The reason for the existence of single action lists

Single action lists differ from parallel projects in that:

  • Only the first action in a project could be a “first available action”, whereas every action in a single action list could, in the right circumstances, be a “first available action”;
  • A project header itself can appear in a context list (in the right circumstances), whereas a single action list cannot.

However, a single action list can be marked as completed just as a parallel project can (was that always the case?) The distinction seems so small that I wonder how the existence of single action lists is justified.

Personally, I find it useful to be able to visually differentiate a group of tasks from (say) a shopping list.
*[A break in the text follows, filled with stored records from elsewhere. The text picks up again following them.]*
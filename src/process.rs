//! Batch processing of image files.
//!
//! Takes a list of input paths and runs one job per image: decode, fit or
//! thumbnail, encode, then write the payload next to the others in the output
//! directory (or keep it as a `data:` URI).
//!
//! ## Output Structure
//!
//! ```text
//! resized/
//! ├── manifest.json          # Every output and every failure
//! ├── dawn-fit.jpg           # `fit` job
//! └── dawn-thumb.jpg         # `thumb` job
//! ```
//!
//! ## Parallel Processing
//!
//! Images are processed in parallel using [rayon](https://docs.rs/rayon), one
//! task per image. The resampling core is synchronous and owns its buffers, so
//! jobs share nothing. A failure is recorded for that image and the rest of the
//! batch carries on.

use crate::config::{ConfigError, ScaleConfig};
use crate::imaging::rust_backend::extension_for_mime;
use crate::imaging::{
    BackendError, EncodedImage, Encoder, ImageSource, PipelineError, ResizeError, RustBackend,
    encode_fit, encode_thumbnail,
};
use rayon::prelude::*;
use serde::Serialize;
use std::path::{Path, PathBuf};
use std::sync::mpsc::Sender;
use thiserror::Error;
use tracing::{debug, warn};

#[derive(Error, Debug)]
pub enum ProcessError {
    #[error("IO error: {0}")]
    Io(#[from] std::io::Error),
    #[error("JSON error: {0}")]
    Json(#[from] serde_json::Error),
    #[error("Config error: {0}")]
    Config(#[from] ConfigError),
    #[error("Image backend failed: {0}")]
    Backend(#[from] BackendError),
    #[error("{0}")]
    Resize(#[from] ResizeError),
    #[error("Source image not found: {0}")]
    SourceNotFound(PathBuf),
}

impl From<PipelineError> for ProcessError {
    fn from(e: PipelineError) -> Self {
        match e {
            PipelineError::Resize(e) => Self::Resize(e),
            PipelineError::Backend(e) => Self::Backend(e),
        }
    }
}

/// What to produce for each input.
#[derive(Debug, Clone, Copy, PartialEq, Eq, Serialize)]
#[serde(rename_all = "snake_case")]
pub enum Job {
    /// Scale to fit the configured bounds.
    Fit,
    /// Square thumbnail of `thumb_size`.
    Thumbnail,
}

impl Job {
    /// Filename suffix for this job's outputs.
    pub fn suffix(self) -> &'static str {
        match self {
            Job::Fit => "fit",
            Job::Thumbnail => "thumb",
        }
    }
}

/// Where encoded payloads go.
#[derive(Debug, Clone, PartialEq, Eq)]
pub enum Destination {
    /// Write `<stem>-<suffix>.<ext>` files into this directory.
    Directory(PathBuf),
    /// Keep payloads in memory as `data:` URIs.
    DataUri,
}

/// Configuration for a batch run.
#[derive(Debug, Clone)]
pub struct ProcessConfig {
    pub job: Job,
    pub scale: ScaleConfig,
    /// Output MIME type, e.g. `image/jpeg`.
    pub mime: String,
    pub destination: Destination,
}

/// One successfully processed input.
#[derive(Debug, Clone, PartialEq, Eq, Serialize)]
pub struct ProcessedImage {
    pub source: String,
    /// Source dimensions (width, height)
    pub source_dimensions: (u32, u32),
    /// Output dimensions (width, height)
    pub dimensions: (u32, u32),
    pub mime: String,
    /// Encoded payload size in bytes.
    pub bytes: usize,
    /// Written file, for [`Destination::Directory`].
    #[serde(skip_serializing_if = "Option::is_none")]
    pub output: Option<String>,
    /// Payload as a data URI, for [`Destination::DataUri`].
    #[serde(skip_serializing_if = "Option::is_none")]
    pub data_uri: Option<String>,
}

/// One input that could not be processed.
#[derive(Debug, Clone, PartialEq, Eq, Serialize)]
pub struct FailedImage {
    pub source: String,
    pub error: String,
}

/// Progress reported while a batch runs.
#[derive(Debug, Clone)]
pub enum ProcessEvent {
    Finished(ProcessedImage),
    Failed(FailedImage),
}

/// Summary of a batch run, written as `manifest.json`.
#[derive(Debug, Clone, Serialize)]
pub struct Manifest {
    pub job: Job,
    pub mime: String,
    pub outputs: Vec<ProcessedImage>,
    #[serde(skip_serializing_if = "Vec::is_empty")]
    pub failures: Vec<FailedImage>,
}

/// Output filename for a source path: `<stem>-<suffix>.<ext>`.
pub fn output_filename(source: &Path, job: Job, extension: &str) -> String {
    let stem = source
        .file_stem()
        .map(|s| s.to_string_lossy())
        .unwrap_or_else(|| "image".into());
    format!("{}-{}.{}", stem, job.suffix(), extension)
}

pub fn process(
    inputs: &[PathBuf],
    config: &ProcessConfig,
    events: Option<Sender<ProcessEvent>>,
) -> Result<Manifest, ProcessError> {
    let backend = RustBackend::new();
    process_with_backend(&backend, inputs, config, events)
}

/// Process images using a specific backend (allows testing with mock).
///
/// Fails up front only for batch-wide problems (invalid config, unsupported
/// output format, unwritable output directory); per-image failures land in
/// [`Manifest::failures`].
pub fn process_with_backend<B: ImageSource + Encoder>(
    backend: &B,
    inputs: &[PathBuf],
    config: &ProcessConfig,
    events: Option<Sender<ProcessEvent>>,
) -> Result<Manifest, ProcessError> {
    config.scale.validate()?;
    let extension = extension_for_mime(&config.mime)
        .ok_or_else(|| BackendError::UnsupportedFormat(config.mime.clone()))?;

    if let Destination::Directory(dir) = &config.destination {
        std::fs::create_dir_all(dir)?;
    }

    let results: Vec<Result<ProcessedImage, FailedImage>> = inputs
        .par_iter()
        .map(|path| {
            let result = process_one(backend, path, extension, config).map_err(|e| {
                warn!(source = %path.display(), error = %e, "image failed");
                FailedImage {
                    source: path.display().to_string(),
                    error: e.to_string(),
                }
            });
            if let Some(tx) = &events {
                let event = match &result {
                    Ok(done) => ProcessEvent::Finished(done.clone()),
                    Err(failed) => ProcessEvent::Failed(failed.clone()),
                };
                tx.send(event).ok();
            }
            result
        })
        .collect();

    let mut outputs = Vec::new();
    let mut failures = Vec::new();
    for result in results {
        match result {
            Ok(done) => outputs.push(done),
            Err(failed) => failures.push(failed),
        }
    }

    Ok(Manifest {
        job: config.job,
        mime: config.mime.clone(),
        outputs,
        failures,
    })
}

fn process_one<B: ImageSource + Encoder>(
    backend: &B,
    path: &Path,
    extension: &str,
    config: &ProcessConfig,
) -> Result<ProcessedImage, ProcessError> {
    if !path.exists() {
        return Err(ProcessError::SourceNotFound(path.to_path_buf()));
    }

    let source = backend.load(path)?;
    let source_dimensions = source.raster.dimensions();
    debug!(source = %source.name, mime = %source.mime, dimensions = ?source_dimensions, "decoded");

    let encoded: EncodedImage = match config.job {
        Job::Fit => encode_fit(backend, &source, &config.mime, &config.scale)?,
        Job::Thumbnail => encode_thumbnail(backend, &source, &config.mime, &config.scale)?,
    };

    let (output, data_uri) = match &config.destination {
        Destination::Directory(dir) => {
            let out_path = dir.join(output_filename(path, config.job, extension));
            std::fs::write(&out_path, &encoded.bytes)?;
            (Some(out_path.display().to_string()), None)
        }
        Destination::DataUri => (None, Some(encoded.to_data_uri())),
    };

    Ok(ProcessedImage {
        source: source.name,
        source_dimensions,
        dimensions: (encoded.width, encoded.height),
        mime: encoded.mime,
        bytes: encoded.bytes.len(),
        output,
        data_uri,
    })
}
//! 2:1 box reduction.
//!
//! Bilinear interpolation only ever looks at four source pixels, so a large
//! reduction in one pass skips most of the source and aliases. Halving first
//! (mipmap style) averages every pixel into the result; the final bilinear
//! pass then only covers a factor below 2.

use super::calculations::halved_dimensions;
use super::error::ResizeError;
use super::raster::{CHANNELS, RasterImage};

/// Halve both dimensions (floor, minimum 1) by area averaging.
///
/// Output pixel `(x, y)` is the per-channel mean of the source block
/// `[2x, min(2x+2, w)) x [2y, min(2y+2, h))`, alpha included, rounded half-up.
/// On an odd dimension the trailing row or column is dropped; a dimension of 1
/// stays 1 and its blocks shrink to one pixel on that axis.
///
/// A raster with a zero dimension is rejected with
/// [`ResizeError::InvalidImage`].
pub fn halve(image: &RasterImage) -> Result<RasterImage, ResizeError> {
    image.validate()?;
    let (src_w, src_h) = image.dimensions();
    let (dst_w, dst_h) = halved_dimensions((src_w, src_h));
    let src = image.pixels();

    let mut out = Vec::with_capacity(dst_w as usize * dst_h as usize * CHANNELS);
    for y in 0..dst_h {
        let y0 = y * 2;
        let y1 = (y0 + 2).min(src_h);
        for x in 0..dst_w {
            let x0 = x * 2;
            let x1 = (x0 + 2).min(src_w);

            let mut sum = [0u32; CHANNELS];
            for sy in y0..y1 {
                for sx in x0..x1 {
                    let i = image.offset(sx, sy);
                    for (c, acc) in sum.iter_mut().enumerate() {
                        *acc += u32::from(src[i + c]);
                    }
                }
            }

            let count = (x1 - x0) * (y1 - y0);
            for acc in sum {
                out.push(((acc + count / 2) / count) as u8);
            }
        }
    }

    RasterImage::new(dst_w, dst_h, out)
}
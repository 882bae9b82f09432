//! Scale configuration.
//!
//! Handles loading, validating, and merging resize settings. Configuration is
//! layered: stock defaults are overridden by an optional `config.toml`, which
//! is in turn overridden by whatever the caller supplies (CLI flags, or a
//! partial table at runtime).
//!
//! ## Configuration Options
//!
//! ```toml
//! # All options are optional - defaults shown below
//! max_width = 300     # Fit bound on width, 0 = unset
//! max_height = 0      # Fit bound on height, 0 = unset
//! thumb_size = 50     # Square thumbnail edge, 0 = unset
//! quality = 0.8       # Lossy encoding quality, 0.0 - 1.0
//! ```
//!
//! The camelCase spellings `maxWidth`, `maxHeight` and `thumbSize` are accepted
//! as aliases.
//!
//! ## Partial Configuration
//!
//! Every merge is shallow: only the supplied keys change, everything else keeps
//! its prior value. Merging never resets a field to its default.
//!
//! Unknown keys are kept, carried through later merges, and ignored by the
//! pipeline.

use crate::imaging::Quality;
use serde::{Deserialize, Serialize};
use std::fs;
use std::path::Path;
use thiserror::Error;

#[derive(Error, Debug)]
pub enum ConfigError {
    #[error("IO error: {0}")]
    Io(#[from] std::io::Error),
    #[error("TOML parse error: {0}")]
    Toml(#[from] toml::de::Error),
    #[error("TOML serialize error: {0}")]
    TomlSerialize(#[from] toml::ser::Error),
    #[error("Config validation error: {0}")]
    Validation(String),
}

/// Resize settings.
///
/// Zero means "unset" for all three dimensions. Whether the bounds are usable
/// is decided per image by the fit resolver, not here.
#[derive(Debug, Clone, PartialEq, Serialize, Deserialize)]
#[serde(default)]
pub struct ScaleConfig {
    /// Fit bound on width in pixels.
    #[serde(alias = "maxWidth")]
    pub max_width: u32,
    /// Fit bound on height in pixels.
    #[serde(alias = "maxHeight")]
    pub max_height: u32,
    /// Edge of the square thumbnail in pixels.
    #[serde(alias = "thumbSize")]
    pub thumb_size: u32,
    /// Encoder quality for lossy formats.
    pub quality: Quality,
    /// Keys this crate does not know about, retained verbatim.
    #[serde(flatten)]
    pub extra: toml::Table,
}

impl Default for ScaleConfig {
    fn default() -> Self {
        Self {
            max_width: 300,
            max_height: 0,
            thumb_size: 50,
            quality: Quality::default(),
            extra: toml::Table::new(),
        }
    }
}

/// A partial update to a [`ScaleConfig`]. `None` leaves a field untouched.
#[derive(Debug, Clone, Default, PartialEq)]
pub struct ScaleConfigUpdate {
    pub max_width: Option<u32>,
    pub max_height: Option<u32>,
    pub thumb_size: Option<u32>,
    pub quality: Option<Quality>,
}

impl ScaleConfigUpdate {
    pub fn is_empty(&self) -> bool {
        *self == Self::default()
    }
}

impl ScaleConfig {
    /// Shallow merge: a new config with only the supplied fields replaced.
    pub fn merged(&self, update: &ScaleConfigUpdate) -> Self {
        Self {
            max_width: update.max_width.unwrap_or(self.max_width),
            max_height: update.max_height.unwrap_or(self.max_height),
            thumb_size: update.thumb_size.unwrap_or(self.thumb_size),
            quality: update.quality.unwrap_or(self.quality),
            extra: self.extra.clone(),
        }
    }

    /// [`merged`](Self::merged), then [`validate`](Self::validate) the result.
    ///
    /// Use at the point where outside input (CLI flags) is applied.
    pub fn try_merged(&self, update: &ScaleConfigUpdate) -> Result<Self, ConfigError> {
        let config = self.merged(update);
        config.validate()?;
        Ok(config)
    }

    /// Validate config values are within acceptable ranges.
    pub fn validate(&self) -> Result<(), ConfigError> {
        let q = self.quality.value();
        if !q.is_finite() || !(0.0..=1.0).contains(&q) {
            return Err(ConfigError::Validation(format!(
                "quality must be between 0 and 1, got {q}"
            )));
        }
        Ok(())
    }
}

/// Resolve the effective worker count for batch processing.
///
/// - `None` → use all available cores
/// - `Some(n)` → use `min(n, cores)`, at least 1 (user can constrain down, not up)
pub fn effective_threads(requested: Option<usize>) -> usize {
    let cores = std::thread::available_parallelism()
        .map(|n| n.get())
        .unwrap_or(1);
    requested.map(|n| n.clamp(1, cores)).unwrap_or(cores)
}

// =============================================================================
// Config loading, merging, and validation
// =============================================================================

const KEY_ALIASES: &[(&str, &str)] = &[
    ("maxWidth", "max_width"),
    ("maxHeight", "max_height"),
    ("thumbSize", "thumb_size"),
];

/// Rewrite camelCase aliases to their canonical keys so an overlay replaces
/// the base value instead of sitting next to it.
fn canonical_keys(table: toml::Table) -> toml::Table {
    table
        .into_iter()
        .map(|(key, value)| {
            let key = KEY_ALIASES
                .iter()
                .find(|(alias, _)| *alias == key)
                .map(|(_, canonical)| canonical.to_string())
                .unwrap_or(key);
            (key, value)
        })
        .collect()
}

/// Returns the stock default config as a `toml::Value::Table`.
///
/// This is the base layer that user overrides are merged on top of.
pub fn stock_defaults_value() -> toml::Value {
    toml::Value::try_from(ScaleConfig::default()).expect("default config must serialize")
}

/// Recursively merge `overlay` on top of `base`.
///
/// - Tables are merged key-by-key (overlay keys override base keys).
/// - Non-table values in overlay replace base values entirely.
/// - Keys in base that are not in overlay are preserved.
pub fn merge_toml(base: toml::Value, overlay: toml::Value) -> toml::Value {
    match (base, overlay) {
        (toml::Value::Table(mut base_table), toml::Value::Table(overlay_table)) => {
            for (key, overlay_val) in canonical_keys(overlay_table) {
                let merged = match base_table.remove(&key) {
                    Some(base_val) => merge_toml(base_val, overlay_val),
                    None => overlay_val,
                };
                base_table.insert(key, merged);
            }
            toml::Value::Table(base_table)
        }
        (_, overlay) => overlay,
    }
}

/// Merge an optional overlay onto a base value, then deserialize and validate.
pub fn resolve_config(
    base: toml::Value,
    overlay: Option<toml::Value>,
) -> Result<ScaleConfig, ConfigError> {
    let merged = match overlay {
        Some(ov) => merge_toml(base, ov),
        None => base,
    };
    let config: ScaleConfig = merged.try_into()?;
    config.validate()?;
    Ok(config)
}

/// Merge an untyped partial table onto an existing config.
///
/// Keys absent from `partial` keep their value in `old`; unknown keys in
/// either are carried into the result.
pub fn merge_config(old: &ScaleConfig, partial: toml::Table) -> Result<ScaleConfig, ConfigError> {
    let base = toml::Value::try_from(old)?;
    resolve_config(base, Some(toml::Value::Table(partial)))
}

/// Load a config file as a raw TOML value.
///
/// Returns `Ok(None)` if the file does not exist.
/// Returns `Err` if the file exists but contains invalid TOML.
pub fn load_raw_config(path: &Path) -> Result<Option<toml::Value>, ConfigError> {
    if !path.exists() {
        return Ok(None);
    }
    let content = fs::read_to_string(path)?;
    let value: toml::Value = toml::from_str(&content)?;
    Ok(Some(value))
}

/// Load config from a TOML file layered on the stock defaults.
///
/// A missing file yields the defaults.
pub fn load_config(path: &Path) -> Result<ScaleConfig, ConfigError> {
    let base = stock_defaults_value();
    let overlay = load_raw_config(path)?;
    resolve_config(base, overlay)
}

/// Returns a fully-commented stock `config.toml` with all keys and explanations.
///
/// Used by the `gen-config` CLI command.
pub fn stock_config_toml() -> &'static str {
    r##"# Resizer Configuration
# =====================
# All settings are optional. Values shown below are the defaults.
# CLI flags override values from this file.
# Unknown keys are kept and ignored.

# Fit bound on width in pixels (0 = unset).
# With only max_width set, every image is scaled to exactly this width.
max_width = 300

# Fit bound on height in pixels (0 = unset).
# With both bounds set, landscape and square images snap to max_width,
# portrait images snap to max_height.
max_height = 0

# Edge of the square thumbnail in pixels (0 = unset).
thumb_size = 50

# Lossy encoding quality, 0.0 (worst) to 1.0 (best).
# Ignored by lossless output formats (PNG, WebP).
quality = 0.8
"##
}

#[cfg(test)]
mod tests {
    use super::*;
    use std::fs;
    use tempfile::TempDir;

    #[test]
    fn default_config_values() {
        let config = ScaleConfig::default();
        assert_eq!(config.max_width, 300);
        assert_eq!(config.max_height, 0);
        assert_eq!(config.thumb_size, 50);
        assert_eq!(config.quality, Quality(0.8));
        assert!(config.extra.is_empty());
    }

    #[test]
    fn stock_toml_parses_to_defaults() {
        let config: ScaleConfig = toml::from_str(stock_config_toml()).unwrap();
        assert_eq!(config, ScaleConfig::default());
    }

    // =========================================================================
    // Typed merge
    // =========================================================================

    #[test]
    fn merged_replaces_only_supplied_fields() {
        let config = ScaleConfig::default().merged(&ScaleConfigUpdate {
            max_height: Some(200),
            ..ScaleConfigUpdate::default()
        });
        assert_eq!(config.max_width, 300);
        assert_eq!(config.max_height, 200);
        assert_eq!(config.thumb_size, 50);
        assert_eq!(config.quality, Quality(0.8));
    }

    #[test]
    fn merged_is_not_a_reset() {
        let first = ScaleConfig::default().merged(&ScaleConfigUpdate {
            quality: Some(Quality::new(0.5)),
            ..ScaleConfigUpdate::default()
        });
        let second = first.merged(&ScaleConfigUpdate {
            max_width: Some(0),
            ..ScaleConfigUpdate::default()
        });
        assert_eq!(second.quality, Quality(0.5));
        assert_eq!(second.max_width, 0);
    }

    #[test]
    fn empty_update_is_identity() {
        let config = ScaleConfig::default();
        let update = ScaleConfigUpdate::default();
        assert!(update.is_empty());
        assert_eq!(config.merged(&update), config);
    }

    #[test]
    fn try_merged_rejects_out_of_range_quality() {
        let result = ScaleConfig::default().try_merged(&ScaleConfigUpdate {
            quality: Some(Quality(1.5)),
            ..ScaleConfigUpdate::default()
        });
        assert!(matches!(result, Err(ConfigError::Validation(ref m)) if m.contains("1.5")));
    }

    #[test]
    fn try_merged_applies_valid_update() {
        let config = ScaleConfig::default()
            .try_merged(&ScaleConfigUpdate {
                thumb_size: Some(96),
                quality: Some(Quality(0.25)),
                ..ScaleConfigUpdate::default()
            })
            .unwrap();
        assert_eq!(config.thumb_size, 96);
        assert_eq!(config.quality, Quality(0.25));
        assert_eq!(config.max_width, 300);
    }

    // =========================================================================
    // Untyped merge
    // =========================================================================

    #[test]
    fn merge_config_keeps_unknown_keys() {
        let partial: toml::Table = toml::from_str("test = 'test'\nmax_width = 120").unwrap();
        let config = merge_config(&ScaleConfig::default(), partial).unwrap();
        assert_eq!(config.max_width, 120);
        assert_eq!(config.quality, Quality(0.8));
        assert_eq!(
            config.extra.get("test"),
            Some(&toml::Value::String("test".into()))
        );

        // Carried through a second merge
        let partial: toml::Table = toml::from_str("thumb_size = 64").unwrap();
        let config = merge_config(&config, partial).unwrap();
        assert_eq!(config.thumb_size, 64);
        assert_eq!(config.max_width, 120);
        assert!(config.extra.contains_key("test"));
    }

    #[test]
    fn merge_config_accepts_camel_case_aliases() {
        let partial: toml::Table = toml::from_str("maxWidth = 0\nmaxHeight = 300").unwrap();
        let config = merge_config(&ScaleConfig::default(), partial).unwrap();
        assert_eq!(config.max_width, 0);
        assert_eq!(config.max_height, 300);
        assert!(config.extra.is_empty());
    }

    #[test]
    fn merge_config_rejects_bad_quality() {
        let partial: toml::Table = toml::from_str("quality = 1.5").unwrap();
        let result = merge_config(&ScaleConfig::default(), partial);
        assert!(matches!(result, Err(ConfigError::Validation(_))));
    }

    #[test]
    fn merge_config_rejects_wrong_type() {
        let partial: toml::Table = toml::from_str("max_width = 'wide'").unwrap();
        let result = merge_config(&ScaleConfig::default(), partial);
        assert!(matches!(result, Err(ConfigError::Toml(_))));
    }

    #[test]
    fn merge_toml_is_key_by_key() {
        let base: toml::Value = toml::from_str("a = 1\n[t]\nx = 1\ny = 2").unwrap();
        let overlay: toml::Value = toml::from_str("[t]\ny = 3").unwrap();
        let merged = merge_toml(base, overlay);
        assert_eq!(merged["a"].as_integer(), Some(1));
        assert_eq!(merged["t"]["x"].as_integer(), Some(1));
        assert_eq!(merged["t"]["y"].as_integer(), Some(3));
    }

    // =========================================================================
    // File loading
    // =========================================================================

    #[test]
    fn load_config_missing_file_gives_defaults() {
        let tmp = TempDir::new().unwrap();
        let config = load_config(&tmp.path().join("config.toml")).unwrap();
        assert_eq!(config, ScaleConfig::default());
    }

    #[test]
    fn load_config_sparse_file_overrides() {
        let tmp = TempDir::new().unwrap();
        let path = tmp.path().join("config.toml");
        fs::write(&path, "maxHeight = 480\nquality = 0.6\nowner = 'ops'\n").unwrap();

        let config = load_config(&path).unwrap();
        assert_eq!(config.max_width, 300);
        assert_eq!(config.max_height, 480);
        assert_eq!(config.quality, Quality(0.6));
        assert!(config.extra.contains_key("owner"));
    }

    #[test]
    fn load_config_invalid_toml_errors() {
        let tmp = TempDir::new().unwrap();
        let path = tmp.path().join("config.toml");
        fs::write(&path, "max_width = = 3").unwrap();
        assert!(matches!(load_config(&path), Err(ConfigError::Toml(_))));
    }

    #[test]
    fn effective_threads_clamps_to_cores() {
        let cores = std::thread::available_parallelism()
            .map(|n| n.get())
            .unwrap_or(1);
        assert_eq!(effective_threads(None), cores);
        assert_eq!(effective_threads(Some(usize::MAX)), cores);
        assert_eq!(effective_threads(Some(0)), 1);
        assert_eq!(effective_threads(Some(1)), 1);
    }
}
That said, my needs would be satisfied by different icon types. I don’t know if I care about the logical semantics / functional differences between the two types.

A project (for me) relates to one job, in my case development of a site, and has a defined beginning and end. BTW this can be sequential or parallel.

A single action list I use for say “client requested changes” or “recurring tasks” these never have an end and encompass one off requests from all my clients and as new requested changes are constantly being added are really just a bucket for related tasks

From the manual:

The final project type, Single Actions, isn’t really a project—it’s a list of loosely-related actions that aren’t interdependent. A Shopping List project is a good example of a Single Action list because it contains a list of things that you need to pick up at the grocery store. You can gather these items and check them off as completed (or acquired) as you make your way through the store. The order in which you collect them is irrelevant—it doesn’t matter if you pick some of them up today or tomorrow; they’re just things you know that you need to grab.

A Single Action list is often more about a state you want to generally sustain (spoiled cat, non-spoiled food, functional household), rather than a state you want to achieve (ship an app, take a vacation, find a new apartment). Another way of looking at this is that Single Action lists rarely have due dates, and they rarely get checked off as completed. The items within the Single Action list may get checked off, but the project itself is ongoing.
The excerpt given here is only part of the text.